**MATERIAL PROVIDED:**
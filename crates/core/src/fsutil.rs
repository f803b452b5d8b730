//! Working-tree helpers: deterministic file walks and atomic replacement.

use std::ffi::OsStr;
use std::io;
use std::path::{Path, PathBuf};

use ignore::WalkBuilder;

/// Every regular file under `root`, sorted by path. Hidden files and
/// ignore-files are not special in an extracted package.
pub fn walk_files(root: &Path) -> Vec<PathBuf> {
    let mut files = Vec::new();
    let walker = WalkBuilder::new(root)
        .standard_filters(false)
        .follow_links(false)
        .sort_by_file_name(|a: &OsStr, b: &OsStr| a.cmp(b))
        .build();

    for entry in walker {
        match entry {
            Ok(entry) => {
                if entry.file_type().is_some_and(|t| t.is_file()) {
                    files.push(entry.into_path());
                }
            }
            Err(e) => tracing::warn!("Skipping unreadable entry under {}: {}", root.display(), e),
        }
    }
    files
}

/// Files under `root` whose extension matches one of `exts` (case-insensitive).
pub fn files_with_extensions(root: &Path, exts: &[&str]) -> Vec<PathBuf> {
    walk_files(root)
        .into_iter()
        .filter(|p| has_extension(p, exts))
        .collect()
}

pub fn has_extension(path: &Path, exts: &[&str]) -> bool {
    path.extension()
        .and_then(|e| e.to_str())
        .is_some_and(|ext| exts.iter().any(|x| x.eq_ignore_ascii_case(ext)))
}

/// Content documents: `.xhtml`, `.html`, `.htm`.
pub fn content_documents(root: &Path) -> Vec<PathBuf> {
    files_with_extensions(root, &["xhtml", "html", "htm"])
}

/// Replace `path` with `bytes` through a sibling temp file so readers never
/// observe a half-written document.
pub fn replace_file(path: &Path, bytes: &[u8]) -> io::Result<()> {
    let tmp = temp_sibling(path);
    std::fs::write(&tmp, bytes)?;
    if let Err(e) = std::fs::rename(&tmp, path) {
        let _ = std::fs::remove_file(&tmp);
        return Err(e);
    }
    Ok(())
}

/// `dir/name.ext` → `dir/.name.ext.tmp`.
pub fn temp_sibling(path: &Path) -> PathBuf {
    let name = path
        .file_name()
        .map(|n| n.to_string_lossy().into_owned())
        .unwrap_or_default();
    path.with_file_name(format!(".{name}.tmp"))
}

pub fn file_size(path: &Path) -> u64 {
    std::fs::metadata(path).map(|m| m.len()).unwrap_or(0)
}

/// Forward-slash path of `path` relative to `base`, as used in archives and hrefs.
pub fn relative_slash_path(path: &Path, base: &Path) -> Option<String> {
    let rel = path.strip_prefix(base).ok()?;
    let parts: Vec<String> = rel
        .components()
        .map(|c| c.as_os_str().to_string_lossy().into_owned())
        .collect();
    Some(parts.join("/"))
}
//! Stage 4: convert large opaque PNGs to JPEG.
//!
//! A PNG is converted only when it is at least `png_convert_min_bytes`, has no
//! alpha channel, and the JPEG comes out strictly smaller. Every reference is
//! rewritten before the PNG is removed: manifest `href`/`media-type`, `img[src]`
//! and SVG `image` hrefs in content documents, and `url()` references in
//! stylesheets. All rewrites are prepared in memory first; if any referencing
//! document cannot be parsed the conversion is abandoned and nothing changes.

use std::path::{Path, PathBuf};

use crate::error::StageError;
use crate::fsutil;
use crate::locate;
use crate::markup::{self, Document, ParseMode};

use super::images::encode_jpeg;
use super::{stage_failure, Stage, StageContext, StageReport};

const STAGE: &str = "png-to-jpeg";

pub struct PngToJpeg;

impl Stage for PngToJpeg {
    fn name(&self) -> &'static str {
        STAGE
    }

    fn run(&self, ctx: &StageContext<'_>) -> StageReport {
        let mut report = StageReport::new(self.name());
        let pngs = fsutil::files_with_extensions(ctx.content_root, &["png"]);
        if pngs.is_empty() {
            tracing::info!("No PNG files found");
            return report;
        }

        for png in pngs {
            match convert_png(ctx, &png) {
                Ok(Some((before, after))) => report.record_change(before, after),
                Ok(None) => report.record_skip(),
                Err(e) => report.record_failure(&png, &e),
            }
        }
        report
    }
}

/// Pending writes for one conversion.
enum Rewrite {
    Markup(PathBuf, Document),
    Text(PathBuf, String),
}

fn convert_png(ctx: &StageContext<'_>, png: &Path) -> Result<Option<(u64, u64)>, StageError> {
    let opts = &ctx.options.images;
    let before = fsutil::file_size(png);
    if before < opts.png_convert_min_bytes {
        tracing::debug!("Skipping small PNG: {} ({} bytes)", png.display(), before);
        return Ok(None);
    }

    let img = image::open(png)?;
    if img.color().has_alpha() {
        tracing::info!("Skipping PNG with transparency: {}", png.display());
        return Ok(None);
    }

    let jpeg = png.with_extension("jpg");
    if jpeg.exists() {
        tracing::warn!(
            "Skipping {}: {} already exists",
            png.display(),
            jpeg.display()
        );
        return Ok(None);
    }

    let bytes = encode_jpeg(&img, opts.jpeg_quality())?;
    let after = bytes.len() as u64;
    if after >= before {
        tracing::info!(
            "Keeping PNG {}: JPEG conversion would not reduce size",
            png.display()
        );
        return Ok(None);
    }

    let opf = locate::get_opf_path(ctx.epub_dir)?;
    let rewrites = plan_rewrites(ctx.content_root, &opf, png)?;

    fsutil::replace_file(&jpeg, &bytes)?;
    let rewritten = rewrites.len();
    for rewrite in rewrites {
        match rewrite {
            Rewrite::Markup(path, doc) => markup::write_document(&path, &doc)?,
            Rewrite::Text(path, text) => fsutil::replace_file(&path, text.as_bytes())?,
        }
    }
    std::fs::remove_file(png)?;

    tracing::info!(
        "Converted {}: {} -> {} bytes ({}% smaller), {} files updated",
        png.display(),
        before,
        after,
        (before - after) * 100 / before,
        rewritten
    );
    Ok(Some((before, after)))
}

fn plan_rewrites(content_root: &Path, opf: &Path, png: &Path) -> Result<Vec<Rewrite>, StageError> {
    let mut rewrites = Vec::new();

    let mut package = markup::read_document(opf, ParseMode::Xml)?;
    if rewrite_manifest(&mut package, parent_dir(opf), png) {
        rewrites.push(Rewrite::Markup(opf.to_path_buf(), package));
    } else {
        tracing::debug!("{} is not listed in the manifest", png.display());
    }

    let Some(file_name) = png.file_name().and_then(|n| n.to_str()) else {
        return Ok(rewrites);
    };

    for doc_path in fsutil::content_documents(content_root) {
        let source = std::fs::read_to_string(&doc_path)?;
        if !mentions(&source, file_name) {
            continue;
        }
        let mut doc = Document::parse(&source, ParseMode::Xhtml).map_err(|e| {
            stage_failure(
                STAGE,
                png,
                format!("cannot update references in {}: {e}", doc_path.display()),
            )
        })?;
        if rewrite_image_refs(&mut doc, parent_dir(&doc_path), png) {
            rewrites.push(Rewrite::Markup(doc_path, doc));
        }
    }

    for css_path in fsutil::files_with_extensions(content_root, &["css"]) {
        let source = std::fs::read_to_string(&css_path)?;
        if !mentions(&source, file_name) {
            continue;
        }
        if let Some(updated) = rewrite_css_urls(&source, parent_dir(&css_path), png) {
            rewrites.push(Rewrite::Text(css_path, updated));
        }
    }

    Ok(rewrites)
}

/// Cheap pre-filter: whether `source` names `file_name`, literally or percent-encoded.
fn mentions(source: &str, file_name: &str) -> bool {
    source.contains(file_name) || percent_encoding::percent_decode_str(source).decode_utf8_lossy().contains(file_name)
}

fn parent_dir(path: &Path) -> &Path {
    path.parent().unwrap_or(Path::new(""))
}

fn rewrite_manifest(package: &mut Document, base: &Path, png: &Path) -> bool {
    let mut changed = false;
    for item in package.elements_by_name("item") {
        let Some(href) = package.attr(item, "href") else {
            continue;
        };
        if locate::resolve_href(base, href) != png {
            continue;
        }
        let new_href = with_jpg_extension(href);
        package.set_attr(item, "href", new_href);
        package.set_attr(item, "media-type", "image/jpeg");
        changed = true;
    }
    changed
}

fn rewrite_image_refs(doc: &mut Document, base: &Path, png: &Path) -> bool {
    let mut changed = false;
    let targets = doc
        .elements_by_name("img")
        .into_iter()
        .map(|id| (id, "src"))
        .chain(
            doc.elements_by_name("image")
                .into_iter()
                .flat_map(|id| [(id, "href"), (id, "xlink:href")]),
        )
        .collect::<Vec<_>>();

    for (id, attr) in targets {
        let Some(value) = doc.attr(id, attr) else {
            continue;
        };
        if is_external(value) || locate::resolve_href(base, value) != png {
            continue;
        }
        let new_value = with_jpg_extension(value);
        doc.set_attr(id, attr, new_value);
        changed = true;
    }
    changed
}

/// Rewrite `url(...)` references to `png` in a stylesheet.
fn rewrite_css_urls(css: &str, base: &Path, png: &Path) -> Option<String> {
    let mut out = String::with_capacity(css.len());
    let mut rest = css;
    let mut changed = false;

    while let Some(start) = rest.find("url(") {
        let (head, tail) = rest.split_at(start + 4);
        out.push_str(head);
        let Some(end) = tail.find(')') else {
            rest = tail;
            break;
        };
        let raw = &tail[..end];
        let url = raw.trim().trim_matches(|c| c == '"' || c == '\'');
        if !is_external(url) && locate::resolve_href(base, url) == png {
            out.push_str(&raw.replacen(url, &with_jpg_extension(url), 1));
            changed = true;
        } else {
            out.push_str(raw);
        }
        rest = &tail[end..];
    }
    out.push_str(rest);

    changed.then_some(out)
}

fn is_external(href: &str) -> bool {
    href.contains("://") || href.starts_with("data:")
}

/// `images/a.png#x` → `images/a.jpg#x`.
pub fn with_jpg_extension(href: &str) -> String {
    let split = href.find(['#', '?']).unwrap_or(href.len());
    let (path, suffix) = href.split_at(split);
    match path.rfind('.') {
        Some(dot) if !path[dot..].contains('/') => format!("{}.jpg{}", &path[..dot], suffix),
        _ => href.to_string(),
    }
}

**TASK DESCRIPTION:**
Across the entries above, work out the count of lines that hold the word "PngToJpeg", and state that number alone.

**SOLUTION TO THIS TASK:**
2